Appian held its traditional Appian Europe last week in London, in which it made known the keys and the moment the company is going through to clients and partners on the Old Continent. As usual, it is Matt Calkins, the CEO and one of the founders of the North American multinational, who sets the tone for where technological trends and Appian’s strategy and news are going to go.

Manuel Navarro. London

As in recent events, Artificial Intelligence occupies a good part of the meeting. Matt Calkins is one of the few voices from the United States that has certain objections to the evolution and development of AI by other technology firms and its adoption by companies. On this occasion, the head of Appian addressed the opportunities, challenges and strategic approach that the industry must adopt so that AI stops being a promise and becomes a force for transformation in critical business processes.

The CEO of Appian asked himself “what will we do with AI in 100 years or even 10?” Because, although AI can be a revolutionary technology and can be widely used, the truth is that it is not used well. AI is applied poorly. And that fact became clear in July, when a report from the Massachusetts Institute of Technology (MIT) was published stating that 95% of AI implementations were failures.

The AI ​​would be

Matt Calkins put special emphasis on common approach errors. In his opinion, AI is not a self-sufficient technology, but rather depends on its integration with data and processes. If access to data is the prerequisite recognized by everyone (“AI is only as good as the data it receives,” he said), the less perceived but equally important piece is processes. It is within the workflow, in the most critical tasks, where many people and steps are involved, where AI can generate true value.

And this is the key to what Appian offers and what differentiates it from other companies. «At Appian we have spent years developing complementary technologies, creating a data structure so that AI can be connected to data from across the company without having to migrate that data. We have a leading process framework to connect AI to those collaboration networks between people and digital workers who are taking many steps and doing the most important jobs in today’s companies.

That is, the company has been building platforms that integrate Artificial Intelligence, data and processes since long before the implosion of generative AI, and that facilitate advanced automation without forcing massive migrations of information. And all of this leads to what Calkins called serious AI. “When you combine AI with data and processes, you can tackle bigger jobs and create greater value. We call that serious AI. And serious AI is already a reality, although, perhaps, many people do not know where serious AI is being used.

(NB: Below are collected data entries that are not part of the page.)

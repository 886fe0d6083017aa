use std::fmt::Write;

use clap::builder::Styles;
use clap::builder::styling::{AnsiColor, Effects};
use foodpanel::app_dirs;

/// Version banner listing the directories consulted for config and data.
pub(super) fn long_version() -> &'static str {
	let config_dir = match app_dirs::get_config_dir() {
		Ok(path) => path.display().to_string(),
		Err(err) => format!("unavailable ({err})"),
	};
	let data_dir = match app_dirs::get_data_dir() {
		Ok(path) => path.display().to_string(),
		Err(err) => format!("unavailable ({err})"),
	};

	let mut details = format!("foodpanel {}", env!("CARGO_PKG_VERSION"));
	let _ = writeln!(details);
	let _ = writeln!(details, "config directory: {config_dir}");
	let _ = writeln!(details, "data directory: {data_dir}");

	Box::leak(details.into_boxed_str())
}

pub(super) fn cli_styles() -> Styles {
	Styles::styled()
		.header(AnsiColor::Green.on_default().effects(Effects::BOLD))
		.usage(AnsiColor::Green.on_default().effects(Effects::BOLD))
		.literal(AnsiColor::Cyan.on_default())
		.placeholder(AnsiColor::Yellow.on_default())
}
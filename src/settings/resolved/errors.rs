use thiserror::Error;

use super::SettingSource;

#[derive(Debug, Error)]
#[error("invalid value for {key} from {origin}: {reason} (value: {value})")]
pub(crate) struct ConfigError {
	pub(crate) key: &'static str,
	pub(crate) value: String,
	pub(crate) origin: SettingSource,
	pub(crate) reason: String,
}

impl ConfigError {
	pub(crate) fn invalid<V, R>(key: &'static str, value: V, origin: SettingSource, reason: R) -> Self
	where
		V: Into<String>,
		R: Into<String>,
	{
		Self {
			key,
			value: value.into(),
			origin,
			reason: reason.into(),
		}
	}
}
use ratatui::style::{Color, Modifier, Style};

use super::types::{Theme, ThemeDefinition};

pub const SLATE: Theme = Theme {
	header: Style::new()
		.fg(Color::Rgb(226, 232, 240))
		.bg(Color::Rgb(15, 23, 42)),
	row_highlight: Style::new()
		.bg(Color::Rgb(30, 41, 59))
		.fg(Color::Rgb(250, 204, 21)),
	prompt: Style::new().fg(Color::LightCyan),
	empty: Style::new().fg(Color::DarkGray),
	highlight: Style::new()
		.fg(Color::Yellow)
		.add_modifier(Modifier::BOLD),
	error: Style::new().fg(Color::LightRed),
};

pub const SOLARIZED: Theme = Theme {
	header: Style::new()
		.fg(Color::Rgb(253, 246, 227))
		.bg(Color::Rgb(7, 54, 66)),
	row_highlight: Style::new()
		.bg(Color::Rgb(0, 43, 54))
		.fg(Color::Rgb(181, 137, 0)),
	prompt: Style::new().fg(Color::Rgb(38, 139, 210)),
	empty: Style::new().fg(Color::Rgb(88, 110, 117)),
	highlight: Style::new()
		.fg(Color::Rgb(181, 137, 0))
		.add_modifier(Modifier::BOLD),
	error: Style::new().fg(Color::Rgb(220, 50, 47)),
};

pub const LIGHT: Theme = Theme {
	header: Style::new()
		.fg(Color::Rgb(15, 23, 42))
		.bg(Color::Rgb(226, 232, 240)),
	row_highlight: Style::new()
		.bg(Color::Rgb(200, 200, 200))
		.fg(Color::Rgb(120, 120, 0)),
	prompt: Style::new().fg(Color::Rgb(0, 102, 153)),
	empty: Style::new().fg(Color::Rgb(100, 100, 100)),
	highlight: Style::new()
		.fg(Color::Rgb(120, 120, 0))
		.add_modifier(Modifier::BOLD),
	error: Style::new().fg(Color::Rgb(170, 30, 30)),
};

pub(super) const DEFAULT_NAME: &str = "slate";

pub(super) const BUILT_IN_DEFINITIONS: &[ThemeDefinition] = &[
	ThemeDefinition::new("light", LIGHT).with_aliases(&["day"]),
	ThemeDefinition::new(DEFAULT_NAME, SLATE).with_aliases(&["dark", "default"]),
	ThemeDefinition::new("solarized", SOLARIZED).with_aliases(&["solarized-dark"]),
];
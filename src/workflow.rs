use std::sync::mpsc;
use std::thread;
use std::time::Duration;

use anyhow::{Context, Result, anyhow};
use foodpanel::panel::{Catalog, FileThumbnailLoader, PanelLabels, ProductSelected};
use foodpanel::ui::theme;
use foodpanel::{App, SearchSnapshot, UiConfig, logging};
use log::LevelFilter;

use crate::cli::Outcome;
use crate::settings::ResolvedConfig;

/// Coordinates building and running the interactive panel.
pub(crate) struct PanelWorkflow {
	ui: UiConfig,
	snapshot: SearchSnapshot,
	search_delay: Duration,
}

impl PanelWorkflow {
	pub(crate) fn from_config(config: ResolvedConfig) -> Result<Self> {
		logging::initialize(logging::parse_level(&config.log_level).unwrap_or(LevelFilter::Info));

		let theme = theme::by_name(&config.theme)
			.ok_or_else(|| anyhow!("unknown theme '{}'", config.theme))?;
		let labels = match &config.labels {
			Some(path) => {
				let catalog = Catalog::load(path)?;
				log::info!("loaded {} label translations", catalog.len());
				PanelLabels::resolve(&catalog)
			}
			None => PanelLabels::default(),
		};
		let snapshot = match &config.fixture {
			Some(path) => SearchSnapshot::from_json_file(path)?,
			None => SearchSnapshot::default(),
		};

		let ui = UiConfig {
			exit_on_select: config.exit_on_select,
			show_logs: config.show_logs,
			..UiConfig::default()
		}
		.with_theme(theme)
		.with_labels(labels);

		Ok(Self {
			ui,
			snapshot,
			search_delay: config.search_delay,
		})
	}

	pub(crate) fn run(self) -> Result<Outcome> {
		let Self {
			ui,
			snapshot,
			search_delay,
		} = self;
		let labels = ui.labels.clone();

		let (selected_tx, selected_rx) = mpsc::channel::<ProductSelected>();
		let (loader, completions) =
			FileThumbnailLoader::spawn().context("failed to start thumbnail loader")?;

		let app = if search_delay.is_zero() {
			App::new(snapshot, ui, selected_tx)
		} else {
			let (updates_tx, updates_rx) = mpsc::channel();
			thread::Builder::new()
				.name("search-feed".into())
				.spawn(move || {
					thread::sleep(search_delay);
					// The panel may already be gone.
					let _ = updates_tx.send(snapshot);
				})
				.context("failed to start search feed")?;
			App::new(SearchSnapshot::searching(), ui, selected_tx).with_updates(updates_rx)
		};
		let mut app = app.with_thumbnails(loader, completions);

		app.run()?;
		drop(app);

		let selection = selected_rx.try_iter().last();
		if let Some(event) = &selection {
			log::info!("selected row {} ({})", event.index, event.product.id);
		}

		Ok(Outcome {
			accepted: selection.is_some(),
			selection: selection.map(|event| event.product),
			labels,
		})
	}
}
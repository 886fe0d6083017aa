mod args;
mod output;

pub(crate) use args::{CliArgs, OutputFormat, parse_cli};
pub(crate) use output::{Outcome, print_json, print_plain};
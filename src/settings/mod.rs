//! Configuration loading and resolution.
//!
//! `load` layers default files, explicit `--config` files, `FOODPANEL__*`
//! environment variables and finally CLI flags, then validates the result
//! into a [`ResolvedConfig`].

mod loader;
mod raw;
mod resolved;
mod sources;

pub use loader::load;
pub use resolved::ResolvedConfig;
use std::env;
use std::path::PathBuf;

use anyhow::{Result, anyhow};
use config::{Config, ConfigError, File};
use foodpanel::app_dirs;

use crate::cli::CliArgs;

/// Build a [`Config`] instance by combining default locations with CLI overrides.
pub(super) fn build_config(cli: &CliArgs) -> Result<Config> {
	let mut builder = Config::builder();

	if !cli.no_config {
		for path in default_config_files() {
			builder = builder.add_source(File::from(path).required(false));
		}
	}

	for path in &cli.config {
		builder = builder.add_source(File::from(path.clone()).required(true));
	}

	builder = builder.add_source(
		config::Environment::with_prefix("foodpanel")
			.separator("__")
			.try_parsing(true),
	);

	builder.build().map_err(|err| match err {
		ConfigError::Frozen => anyhow!("configuration builder is frozen"),
		other => other.into(),
	})
}

/// Default configuration files, lowest precedence first.
pub(super) fn default_config_files() -> Vec<PathBuf> {
	let mut files = Vec::new();

	if let Ok(dir) = app_dirs::get_config_dir() {
		files.push(dir.join("config.toml"));
	}

	if let Ok(current_dir) = env::current_dir() {
		files.push(current_dir.join(".foodpanel.toml"));
		files.push(current_dir.join("foodpanel.toml"));
	}

	files
}
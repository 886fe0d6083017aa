//! Presentation state selection.

use crate::types::{Product, SearchSnapshot};

/// The single presentation state active for one render pass.
#[derive(Debug, Clone, Copy, PartialEq)]
pub enum ResultState<'a> {
	Searching,
	Error(&'a str),
	Empty,
	Populated(&'a [Product]),
}

/// Discriminant of [`ResultState`] without borrowed data.
#[derive(Debug, Clone, Copy, PartialEq, Eq, Hash)]
pub enum StateKind {
	Searching,
	Error,
	Empty,
	Populated,
}

impl<'a> ResultState<'a> {
	/// Select the presentation state for the given inputs.
	///
	/// The checks run in a fixed order: an in-flight search hides any error or
	/// stale results, an error hides results, and only then is the result set
	/// tested for emptiness. An empty error string counts as no error.
	#[must_use]
	pub fn resolve(
		is_searching: bool,
		error_message: Option<&'a str>,
		results: &'a [Product],
	) -> Self {
		if is_searching {
			return Self::Searching;
		}
		if let Some(message) = error_message.filter(|message| !message.is_empty()) {
			return Self::Error(message);
		}
		if results.is_empty() {
			return Self::Empty;
		}
		Self::Populated(results)
	}

	#[must_use]
	pub fn from_snapshot(snapshot: &'a SearchSnapshot) -> Self {
		Self::resolve(
			snapshot.is_searching,
			snapshot.error_message.as_deref(),
			&snapshot.results,
		)
	}

	#[must_use]
	pub fn kind(&self) -> StateKind {
		match self {
			Self::Searching => StateKind::Searching,
			Self::Error(_) => StateKind::Error,
			Self::Empty => StateKind::Empty,
			Self::Populated(_) => StateKind::Populated,
		}
	}

	/// Products selectable in this state.
	#[must_use]
	pub fn products(&self) -> &'a [Product] {
		match *self {
			Self::Populated(products) => products,
			_ => &[],
		}
	}
}

#[cfg(test)]
mod tests {
	use super::*;
	use crate::types::NutritionFacts;

	fn products() -> Vec<Product> {
		vec![
			Product::new("a", "Apple", NutritionFacts::carbs(14.0)),
			Product::new("b", "Bread", NutritionFacts::carbs(49.0)),
		]
	}

	#[test]
	fn searching_wins_over_everything() {
		let results = products();
		let state = ResultState::resolve(true, Some("timeout"), &results);
		assert_eq!(state, ResultState::Searching);
		assert_eq!(ResultState::resolve(true, None, &[]), ResultState::Searching);
	}

	#[test]
	fn error_wins_over_results() {
		let results = products();
		assert_eq!(
			ResultState::resolve(false, Some("X"), &results),
			ResultState::Error("X")
		);
		assert_eq!(ResultState::resolve(false, Some("X"), &[]), ResultState::Error("X"));
	}

	#[test]
	fn empty_error_string_is_ignored() {
		let results = products();
		assert_eq!(ResultState::resolve(false, Some(""), &[]), ResultState::Empty);
		assert_eq!(
			ResultState::resolve(false, Some(""), &results).kind(),
			StateKind::Populated
		);
	}

	#[test]
	fn empty_results_without_error() {
		assert_eq!(ResultState::resolve(false, None, &[]), ResultState::Empty);
	}

	#[test]
	fn populated_keeps_input_order() {
		let results = products();
		let state = ResultState::resolve(false, None, &results);
		let names: Vec<_> = state.products().iter().map(|p| p.name.as_str()).collect();
		assert_eq!(names, ["Apple", "Bread"]);
	}

	#[test]
	fn exactly_one_state_for_every_input_combination() {
		let results = products();
		for is_searching in [false, true] {
			for error in [None, Some(""), Some("boom")] {
				for set in [&results[..0], &results[..]] {
					let state = ResultState::resolve(is_searching, error, set);
					let expected = if is_searching {
						StateKind::Searching
					} else if error.is_some_and(|e| !e.is_empty()) {
						StateKind::Error
					} else if set.is_empty() {
						StateKind::Empty
					} else {
						StateKind::Populated
					};
					assert_eq!(state.kind(), expected);
					assert_eq!(ResultState::resolve(is_searching, error, set), state);
				}
			}
		}
	}
}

For Calkins, he assured that this serious AI is being used away from the media spotlight. Specifically in high-volume administrative processes, such as document management, purchasing, compliance or contracting. For example, Appian’s DocCenter tool has managed to automate the classification and processing of millions of documents in large organizations, with accuracy levels of 95-99%. This solution not only “reads” documents, but classifies them, extracts relevant information, launches actions and integrates them into critical workflows, reducing tasks from days to minutes.

Modernize and reduce legacy applications

Calkins addressed a crucial problem for companies such as the accumulation of legacy applications, which are expensive to maintain and difficult to integrate. “AI and platforms like Appian – he defended – offer a great opportunity to modernize and merge dozens or hundreds of outdated systems into modular, secure and easily upgradeable applications.” In this sense, the CEO of Appian shared real examples in which companies have drastically reduced the number of applications, accelerating customer service and cutting their infrastructure budgets by up to 40%.

For Calkins, modernization is not a simple migration but a collaboration: AI suggests new structures, interfaces and rules that developers can adapt, allowing a functional and not just a technical renewal of systems.

Appian presents Agent Studio

The CEO of Appian also presented Agent Studio, the company’s new development aimed at radically differentiating its intelligent agents. Calkins highlighted the tool’s ease of configuration in natural language. Its main feature is that companies can deploy Appian’s most powerful AI agents at scale.

These agents can reason, manage unexpected situations, and act on company data to automate complex tasks. Appian agents are powerful because they inherit critical platform properties, such as full data access, process context, and security barriers. With Agent Studio, business users can use natural language to define high-level goals.

Additionally, AI agents use Appian’s data fabric and tools to determine the most effective path forward. With a complete view of enterprise data, agents make smarter decisions, interpret unstructured data from multiple sources, and make adjustments in real time. Appian agents are integrated into the process, facilitating governance and auditability of their behavior.